Conformal predictor selection. When choosing between nonconformity score functions (CQR vs split conformal vs regularised adaptive), total CVI is a better selection criterion than interval width. A slightly wider interval with CVI_U = 0.001 is preferable to a tighter interval with CVI_U = 0.030 — the latter is producing false confidence for specific customer segments.
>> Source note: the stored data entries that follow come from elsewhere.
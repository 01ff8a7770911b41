// src/common/migrations.rs
//! Database migration and schema management

use sqlx::SqlitePool;
use std::env;
use tracing::{info, warn};

/// Run all database migrations
///
/// Tables are created if missing; the full drop-and-recreate path only runs
/// when RESET_DB=true so server restarts never lose data.
pub async fn run_migrations(pool: &SqlitePool) -> Result<(), sqlx::Error> {
    let should_reset_db = env::var("RESET_DB").unwrap_or_else(|_| "false".to_string()) == "true";

    if should_reset_db {
        warn!("RESET_DB=true - Dropping all tables and recreating schema...");
        drop_all_tables(pool).await?;
        info!("Dropped old tables");
    }

    create_user_tables(pool).await?;
    create_catalog_tables(pool).await?;
    create_indexes(pool).await?;

    info!("Database migration completed successfully");

    Ok(())
}

async fn drop_all_tables(pool: &SqlitePool) -> Result<(), sqlx::Error> {
    let tables = vec![
        "testimonials",
        "brands",
        "countries",
        "coupons",
        "languages",
        "attributes",
        "categories",
        "users",
    ];

    for table in tables {
        let _ = sqlx::query(&format!("DROP TABLE IF EXISTS {}", table))
            .execute(pool)
            .await;
    }

    Ok(())
}

async fn create_user_tables(pool: &SqlitePool) -> Result<(), sqlx::Error> {
    // Users table. Email is nullable (phone-only and social accounts exist)
    // but unique whenever present; the partial UNIQUE index below is the
    // single enforcement point for the one-account-per-email invariant.
    sqlx::query(
        r#"
        CREATE TABLE IF NOT EXISTS users (
            id TEXT PRIMARY KEY,
            username TEXT,
            email TEXT,
            phone TEXT,
            password TEXT,
            social TEXT,
            status TEXT DEFAULT 'show',
            created_at TEXT,
            updated_at TEXT
        )
        "#,
    )
    .execute(pool)
    .await?;

    Ok(())
}

async fn create_catalog_tables(pool: &SqlitePool) -> Result<(), sqlx::Error> {
    sqlx::query(
        r#"
        CREATE TABLE IF NOT EXISTS categories (
            id TEXT PRIMARY KEY,
            name TEXT NOT NULL,
            description TEXT,
            icon TEXT,
            status TEXT DEFAULT 'show',
            created_at TEXT,
            updated_at TEXT
        )
        "#,
    )
    .execute(pool)
    .await?;

    sqlx::query(
        r#"
        CREATE TABLE IF NOT EXISTS attributes (
            id TEXT PRIMARY KEY,
            title TEXT NOT NULL,
            name TEXT,
            option TEXT,
            lang TEXT,
            status TEXT DEFAULT 'show',
            created_at TEXT,
            updated_at TEXT
        )
        "#,
    )
    .execute(pool)
    .await?;

    sqlx::query(
        r#"
        CREATE TABLE IF NOT EXISTS languages (
            id TEXT PRIMARY KEY,
            name TEXT NOT NULL,
            language_code TEXT,
            iso_code TEXT,
            flag TEXT,
            title TEXT,
            status TEXT DEFAULT 'show',
            created_at TEXT,
            updated_at TEXT
        )
        "#,
    )
    .execute(pool)
    .await?;

    sqlx::query(
        r#"
        CREATE TABLE IF NOT EXISTS coupons (
            id TEXT PRIMARY KEY,
            title TEXT NOT NULL,
            coupon_code TEXT NOT NULL,
            end_time TEXT NOT NULL,
            discount_percentage REAL NOT NULL,
            minimum_amount REAL NOT NULL,
            product_type TEXT,
            logo TEXT,
            status TEXT DEFAULT 'show',
            created_at TEXT,
            updated_at TEXT
        )
        "#,
    )
    .execute(pool)
    .await?;

    sqlx::query(
        r#"
        CREATE TABLE IF NOT EXISTS countries (
            id TEXT PRIMARY KEY,
            name TEXT NOT NULL,
            country_code TEXT,
            flag TEXT,
            status TEXT DEFAULT 'show',
            created_at TEXT,
            updated_at TEXT
        )
        "#,
    )
    .execute(pool)
    .await?;

    sqlx::query(
        r#"
        CREATE TABLE IF NOT EXISTS brands (
            id TEXT PRIMARY KEY,
            name TEXT NOT NULL,
            logo TEXT,
            website TEXT,
            status TEXT DEFAULT 'show',
            created_at TEXT,
            updated_at TEXT
        )
        "#,
    )
    .execute(pool)
    .await?;

    sqlx::query(
        r#"
        CREATE TABLE IF NOT EXISTS testimonials (
            id TEXT PRIMARY KEY,
            name TEXT NOT NULL,
            title TEXT,
            message TEXT,
            rating INTEGER,
            avatar TEXT,
            status TEXT DEFAULT 'show',
            created_at TEXT,
            updated_at TEXT
        )
        "#,
    )
    .execute(pool)
    .await?;

    Ok(())
}

async fn create_indexes(pool: &SqlitePool) -> Result<(), sqlx::Error> {
    // Uniqueness lives here, not in application-level pre-checks: concurrent
    // creates with the same key race to the index and exactly one wins.
    let indexes = vec![
        "CREATE UNIQUE INDEX IF NOT EXISTS idx_users_email ON users(email) WHERE email IS NOT NULL",
        "CREATE UNIQUE INDEX IF NOT EXISTS idx_categories_name ON categories(name)",
        "CREATE UNIQUE INDEX IF NOT EXISTS idx_attributes_title ON attributes(title)",
        "CREATE UNIQUE INDEX IF NOT EXISTS idx_languages_name ON languages(name)",
        "CREATE UNIQUE INDEX IF NOT EXISTS idx_countries_name ON countries(name)",
        "CREATE UNIQUE INDEX IF NOT EXISTS idx_brands_name ON brands(name)",
        "CREATE INDEX IF NOT EXISTS idx_coupons_status ON coupons(status)",
    ];

    for index in indexes {
        sqlx::query(index).execute(pool).await?;
    }

    Ok(())
}
//! # Coupons Module
//!
//! Discount coupon CRUD, including single and batch insertion, a batch
//! field patch, and the show/hide toggle.

pub mod handlers;
pub mod models;
pub mod routes;
pub mod services;

#[cfg(test)]
mod tests;

pub use routes::coupons_routes;
//! Authentication data models

use serde::{Deserialize, Serialize};

/// JWT claims structure
///
/// `sub` is the account's store-assigned id; `username` is the display name
/// the dashboard greets with. Both ride inside the signed token.
#[derive(Serialize, Deserialize, Debug, Clone, PartialEq)]
pub struct Claims {
    pub sub: String,
    pub username: String,
    pub exp: usize,
}

/// Login request body
#[derive(Deserialize)]
pub struct LoginRequest {
    #[serde(default)]
    pub email: String,
    #[serde(default)]
    pub password: String,
}

/// Login response body
#[derive(Serialize, Debug)]
pub struct LoginResponse {
    pub message: String,
    #[serde(rename = "accessToken")]
    pub access_token: String,
}
use serde::{Deserialize, Serialize};
use sqlx::FromRow;

#[derive(Debug, Clone, Serialize, Deserialize, FromRow)]
pub struct Testimonial {
    pub id: String,
    pub name: String,
    pub title: Option<String>,
    pub message: Option<String>,
    pub rating: Option<i64>,
    pub avatar: Option<String>,
    pub status: Option<String>,
    pub created_at: Option<String>,
    pub updated_at: Option<String>,
}

#[derive(Debug, Deserialize)]
pub struct CreateTestimonialRequest {
    pub name: String,
    pub title: Option<String>,
    pub message: Option<String>,
    pub rating: Option<i64>,
    pub avatar: Option<String>,
    pub status: Option<String>,
}

#[derive(Debug, Deserialize)]
pub struct UpdateTestimonialRequest {
    pub name: Option<String>,
    pub title: Option<String>,
    pub message: Option<String>,
    pub rating: Option<i64>,
    pub avatar: Option<String>,
    pub status: Option<String>,
}

#[derive(Debug, Deserialize)]
pub struct BulkStatusRequest {
    pub ids: Vec<String>,
    pub status: String,
}

#[derive(Serialize)]
pub struct MessageResponse {
    pub message: String,
}
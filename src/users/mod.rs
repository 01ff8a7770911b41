//! # Users Module
//!
//! This module handles all account-related functionality including:
//! - Account registration (email/phone and social)
//! - Credential verification for the login flow
//! - User CRUD operations

pub mod handlers;
pub mod models;
pub mod routes;
pub mod services;
pub mod validators;

#[cfg(test)]
mod tests;

pub use routes::users_routes;
pub use services::UsersService;
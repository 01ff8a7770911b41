// Application state shared across all modules

use sqlx::SqlitePool;
use std::sync::Arc;

use crate::auth::token::TokenService;

/// Application state containing the database pool and the token service.
///
/// The token service holds the signing secret for the process lifetime; it is
/// constructed once in `main` and injected here rather than read from ambient
/// globals at request time.
#[derive(Clone)]
pub struct AppState {
    pub db: SqlitePool,
    pub tokens: Arc<TokenService>,
}
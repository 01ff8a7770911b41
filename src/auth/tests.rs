//! Tests for auth module
//!
//! These tests verify core authentication functionality including:
//! - Token round-trip (issue then verify)
//! - Expiry and tamper classification
//! - Claims structure

#[cfg(test)]
mod tests {
    use super::super::*;
    use crate::auth::token::TokenError;
    use crate::common::{migrations, ApiError, AppState};
    use crate::users::models::CreateUserRequest;
    use crate::users::UsersService;
    use axum::extract::{Extension, Json};
    use chrono::Duration;
    use sqlx::sqlite::SqlitePoolOptions;
    use std::sync::Arc;
    use tokio::sync::RwLock;

    fn service() -> TokenService {
        TokenService::new("test_secret_key", Duration::hours(2))
    }

    async fn app_state() -> Arc<RwLock<AppState>> {
        let pool = SqlitePoolOptions::new()
            .max_connections(1)
            .connect("sqlite::memory:")
            .await
            .expect("failed to open in-memory database");
        migrations::run_migrations(&pool)
            .await
            .expect("migrations failed");

        let tokens = Arc::new(TokenService::new("test_secret_key", Duration::hours(2)));
        Arc::new(RwLock::new(AppState { db: pool, tokens }))
    }

    async fn seed_account(state: &Arc<RwLock<AppState>>, email: &str, password: &str) {
        let db = state.read().await.db.clone();
        UsersService::new(db)
            .create_user(CreateUserRequest {
                username: Some("rahul".to_string()),
                email: Some(email.to_string()),
                phone: None,
                password: Some(password.to_string()),
            })
            .await
            .expect("seed account failed");
    }

    fn login_body(email: &str, password: &str) -> Json<models::LoginRequest> {
        Json(models::LoginRequest {
            email: email.to_string(),
            password: password.to_string(),
        })
    }

    #[test]
    fn test_claims_structure() {
        let claims = models::Claims {
            sub: "U_K7NP3X".to_string(),
            username: "rahul".to_string(),
            exp: 1234567890,
        };

        assert_eq!(claims.sub, "U_K7NP3X");
        assert_eq!(claims.username, "rahul");
    }

    #[test]
    fn test_login_response_uses_access_token_key() {
        let response = models::LoginResponse {
            message: "welcome".to_string(),
            access_token: "abc.def.ghi".to_string(),
        };

        let json = serde_json::to_value(&response).expect("serialize failed");
        assert_eq!(json["accessToken"], "abc.def.ghi");
        assert!(json.get("access_token").is_none());
    }

    #[test]
    fn test_token_round_trip() {
        let tokens = service();
        let token = tokens.issue("U_ABC123", "govinda").expect("issue failed");

        let claims = tokens.verify(&token).expect("verify failed");
        assert_eq!(claims.sub, "U_ABC123");
        assert_eq!(claims.username, "govinda");
    }

    #[test]
    fn test_expired_token_reports_expired() {
        // A negative validity window puts exp in the past at issuance
        let tokens = TokenService::new("test_secret_key", Duration::seconds(-10));
        let token = tokens.issue("U_ABC123", "govinda").expect("issue failed");

        let err = tokens.verify(&token).expect_err("expired token accepted");
        assert!(
            matches!(err, TokenError::Expired),
            "expired token must classify as Expired, got {:?}",
            err
        );
    }

    #[test]
    fn test_wrong_secret_reports_bad_signature() {
        let tokens = service();
        let other = TokenService::new("some_other_secret", Duration::hours(2));

        let token = tokens.issue("U_ABC123", "govinda").expect("issue failed");
        let err = other.verify(&token).expect_err("forged token accepted");
        assert!(matches!(err, TokenError::BadSignature));
    }

    #[test]
    fn test_tampered_payload_reports_bad_signature() {
        let tokens = service();
        let token = tokens.issue("U_ABC123", "govinda").expect("issue failed");

        // Flip one character inside the payload segment
        let mut parts: Vec<String> = token.split('.').map(str::to_string).collect();
        assert_eq!(parts.len(), 3);
        let mut payload: Vec<char> = parts[1].chars().collect();
        payload[0] = if payload[0] == 'A' { 'B' } else { 'A' };
        parts[1] = payload.into_iter().collect();
        let tampered = parts.join(".");

        let err = tokens.verify(&tampered).expect_err("tampered token accepted");
        assert!(matches!(err, TokenError::BadSignature));
    }

    #[test]
    fn test_tampered_signature_reports_bad_signature() {
        let tokens = service();
        let token = tokens.issue("U_ABC123", "govinda").expect("issue failed");

        let mut parts: Vec<String> = token.split('.').map(str::to_string).collect();
        let mut sig: Vec<char> = parts[2].chars().collect();
        sig[0] = if sig[0] == 'A' { 'B' } else { 'A' };
        parts[2] = sig.into_iter().collect();
        let tampered = parts.join(".");

        let err = tokens.verify(&tampered).expect_err("tampered token accepted");
        assert!(matches!(err, TokenError::BadSignature));
    }

    #[tokio::test]
    async fn test_login_returns_greeting_and_verifiable_token() {
        let state = app_state().await;
        seed_account(&state, "a@b.com", "secret").await;

        let Json(response) = handlers::login(Extension(state.clone()), login_body("a@b.com", "secret"))
            .await
            .expect("valid login rejected");

        assert_eq!(
            response.message,
            "Welcome to the Milky Way! Here is your access token. have it and enjoy routings"
        );

        let claims = state
            .read()
            .await
            .tokens
            .verify(&response.access_token)
            .expect("issued token failed verification");
        assert_eq!(claims.username, "rahul");
    }

    #[tokio::test]
    async fn test_login_empty_fields_is_bad_request() {
        let state = app_state().await;
        seed_account(&state, "a@b.com", "secret").await;

        let err = handlers::login(Extension(state.clone()), login_body("", "secret"))
            .await
            .expect_err("empty email accepted");
        assert!(matches!(err, ApiError::BadRequest(_)));

        let err = handlers::login(Extension(state), login_body("a@b.com", ""))
            .await
            .expect_err("empty password accepted");
        assert!(matches!(err, ApiError::BadRequest(_)));
    }

    #[tokio::test]
    async fn test_login_wrong_password_is_unauthorized() {
        let state = app_state().await;
        seed_account(&state, "a@b.com", "secret").await;

        let err = handlers::login(Extension(state), login_body("a@b.com", "wrong"))
            .await
            .expect_err("wrong password accepted");
        assert!(matches!(err, ApiError::Unauthorized(_)));
    }

    #[test]
    fn test_unparseable_token_reports_malformed() {
        let tokens = service();

        let err = tokens.verify("not-a-jwt").expect_err("garbage accepted");
        assert!(matches!(err, TokenError::Malformed));

        let err = tokens.verify("").expect_err("empty token accepted");
        assert!(matches!(err, TokenError::Malformed));
    }
}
Monitoring. Fit the reliability estimator on your calibration set at deployment time. In subsequent quarters, call score() on the new test data with the same fitted estimator. CVI drift between quarters tells you whether conditional coverage is degrading — a more sensitive signal than marginal coverage drift for detecting segment-specific failures.


A note on sample size

The Zhou et al. paper recommends a minimum of 800 calibration observations for reliable CVI estimation. ConditionalCoverageAssessor warns if you pass fewer than 800 to fit() and raises an error below 50. For typical UK motor or home books running calibration splits, 800 observations is not a binding constraint. For specialist lines with thin data, treat CVI estimates from smaller calibration sets as directional rather than precise — the ranking of predictors by CVI is more reliable than the absolute CVI values.


Reference

Zhou, Z., Zhang, X., Tao, C. & Yang, Y. (2026). “Conformal Prediction Assessment: A Framework for Conditional Coverage Evaluation and Selection.” arXiv:2603.27189.


ConditionalCoverageAssessor is in insurance-conformal v1.3.1. The full assessment module, including CVIAssessmentResult, CVISelectResult, and the select() CC-Select implementation, is in src/insurance_conformal/assessment.py.